So, my question is: To arrange licenses for so many titles at a pretty rapid pace, did Western have contacts at the networks or studios who were able to set up a "standard" deal as shows were announced? And was this part of a strategy to keep the pipeline filled, whether there seemed to be an audience for things or not?

I think I can answer this…and also point out that the Burke's Law comic book was published by Dell after it had severed ties with Western. And to respond to the last question first: They put out what they thought would sell and a lot of that was based on knowing what had sold for them in the past.

When it came to landing licenses for comics based on movies and TV shows, Western had at least three tremendous advantages over companies like DC, Marvel and Archie…four if you count the fact that some companies simply weren't interested in publishing characters and properties they didn't own. But here are the other three that come to mind…

1. Western had an office in Los Angeles.
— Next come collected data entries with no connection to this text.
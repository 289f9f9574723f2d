//! Response selection: classify the input, then sample a reply.

use std::sync::Arc;

use rand::Rng;
use serde::Serialize;
use tracing::debug;

use crate::context::ConversationContext;
use crate::patterns::{first_match, Route};
use crate::script::ResponseScript;

/// Used only if a validated script somehow lacks its confusion category.
const BRAIN_FREEZE: &str = "I'm having a bit of a brain freeze. Try asking me something else! 🤖";

/// One reply and where it came from.
#[derive(Debug, Clone, PartialEq, Eq, Serialize)]
#[serde(rename_all = "camelCase")]
pub struct Selection {
    /// Category the reply was drawn from.
    pub category: String,
    /// Reply text.
    pub text: String,
    /// Easter-egg trigger, when one fired.
    #[serde(skip_serializing_if = "Option::is_none")]
    pub trigger: Option<String>,
}

impl Selection {
    /// Whether the reply came from an easter egg.
    pub fn is_easter_egg(&self) -> bool {
        self.trigger.is_some()
    }
}

/// Maps free text to canned replies using an immutable [`ResponseScript`].
#[derive(Debug, Clone)]
pub struct ResponseSelector {
    script: Arc<ResponseScript>,
}

impl ResponseSelector {
    /// Creates a selector over a validated script.
    pub fn new(script: Arc<ResponseScript>) -> Self {
        Self { script }
    }

    /// The underlying script.
    pub fn script(&self) -> &ResponseScript {
        &self.script
    }

    /// Resolves the route for `input` without touching any session state.
    ///
    /// Blank input goes to the confusion category. `None` means no rule
    /// matched and the caller should fall back.
    pub fn resolve(&self, input: &str) -> Option<Route> {
        let lowered = input.to_lowercase();
        if lowered.trim().is_empty() {
            return Some(Route::Category(self.script.confusion_category().to_string()));
        }
        first_match(self.script.rules(), &lowered).cloned()
    }

    /// Selects a reply for `input` and records it in `context`.
    pub fn select(&self, input: &str, context: &mut ConversationContext) -> Selection {
        context.count_user_message();

        let route = match self.resolve(input) {
            Some(route) => route,
            None => Route::Category(self.fallback_category(context).to_string()),
        };

        let selection = match route {
            Route::EasterEgg(index) => self.easter_egg_reply(index, context),
            Route::Category(category) => self.category_reply(&category, context),
        };

        context.record(&selection.category);
        debug!(
            category = %selection.category,
            trigger = ?selection.trigger,
            "selected response"
        );
        selection
    }

    /// Selects a reply and returns only its text.
    pub fn select_response(&self, input: &str, context: &mut ConversationContext) -> String {
        self.select(input, context).text
    }

    /// Draws a reply straight from `category`, bypassing matching.
    ///
    /// Returns `None` for a category the bank does not hold.
    pub fn reply_from(&self, category: &str, context: &mut ConversationContext) -> Option<Selection> {
        let selection = self.draw(category, context)?;
        context.record(&selection.category);
        Some(selection)
    }

    fn fallback_category(&self, context: &mut ConversationContext) -> &str {
        let fallbacks = self.script.fallback_categories();
        let index = context.rng().gen_range(0..fallbacks.len());
        &fallbacks[index]
    }

    fn easter_egg_reply(&self, index: usize, context: &mut ConversationContext) -> Selection {
        let egg = match self.script.easter_egg(index) {
            Some(egg) => egg,
            None => return self.category_reply(self.script.confusion_category(), context),
        };

        let hits = context.hit_easter_egg(&egg.trigger);
        let mut text = egg.response.clone();
        if hits > 1 {
            if let Some(suffix) = self.script.easter_egg_repeat_suffix() {
                text.push_str(suffix);
            }
        }

        let category = self.script.easter_egg_category();
        context.set_last_pick(category, index);
        Selection {
            category: category.to_string(),
            text,
            trigger: Some(egg.trigger.clone()),
        }
    }

    fn category_reply(&self, category: &str, context: &mut ConversationContext) -> Selection {
        self.draw(category, context)
            .or_else(|| self.draw(self.script.confusion_category(), context))
            .unwrap_or_else(|| Selection {
                category: self.script.confusion_category().to_string(),
                text: BRAIN_FREEZE.to_string(),
                trigger: None,
            })
    }

    /// Random pick from a category. When the category repeats the previous
    /// reply's category, one resample is spent trying to avoid the same line.
    fn draw(&self, category: &str, context: &mut ConversationContext) -> Option<Selection> {
        let responses = self.script.bank().get(category)?;
        let len = responses.len();
        let mut index = context.rng().gen_range(0..len);

        if len > 1 && context.last_category() == Some(category) {
            let previous = context
                .last_pick()
                .filter(|(c, _)| *c == category)
                .map(|(_, i)| i);
            match previous {
                Some(previous) if previous != index => {}
                _ => index = context.rng().gen_range(0..len),
            }
        }

        context.set_last_pick(category, index);
        Some(Selection {
            category: category.to_string(),
            text: responses[index].clone(),
            trigger: None,
        })
    }
}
Actually, for most of the fifties and sixties, it was located in Beverly Hills on the same prestigious block as the local branch of the Friar's Club, hangout of a lot of folks in show business. DC and Marvel had no such offices. Representatives of the movie and TV studios could visit those offices and Western staffers could visit the studios. That made for closer relationships.

Before Alex Toth (based in Los Angeles) drew that comic of The Danny Thomas Show, he visited the set of The Danny Thomas Show. Before Dan Spiegle (based in Santa Barbara, an easy drive) drew the Maverick comic book, he visited the set of Maverick. DC was not going to pay to send an artist to Hollywood.

2. Western did more than comic books. Let's say you were working for a TV show or movie and it was your job to arrange for merchandise and promotional marketing for that movie or TV show. If you went to DC or Marvel or any of several other comic book publishers, they might make you an offer to a do a comic book. If you went to Western, they might make you an offer to do a comic book, a coloring book, some activity books, some hard or softcover kids' books, a "color by number" book, a "paint with water" book, a jigsaw puzzle, a paper doll kit, a Big Little Book, etc. Comic book companies that published only comic books didn't make all those deals.

At one point, Western even did "scratch-and-sniff" books.  Winnie the Pooh could sit down to eat some honey on a page of the book and you could scratch a little patch on that page and smell the honey.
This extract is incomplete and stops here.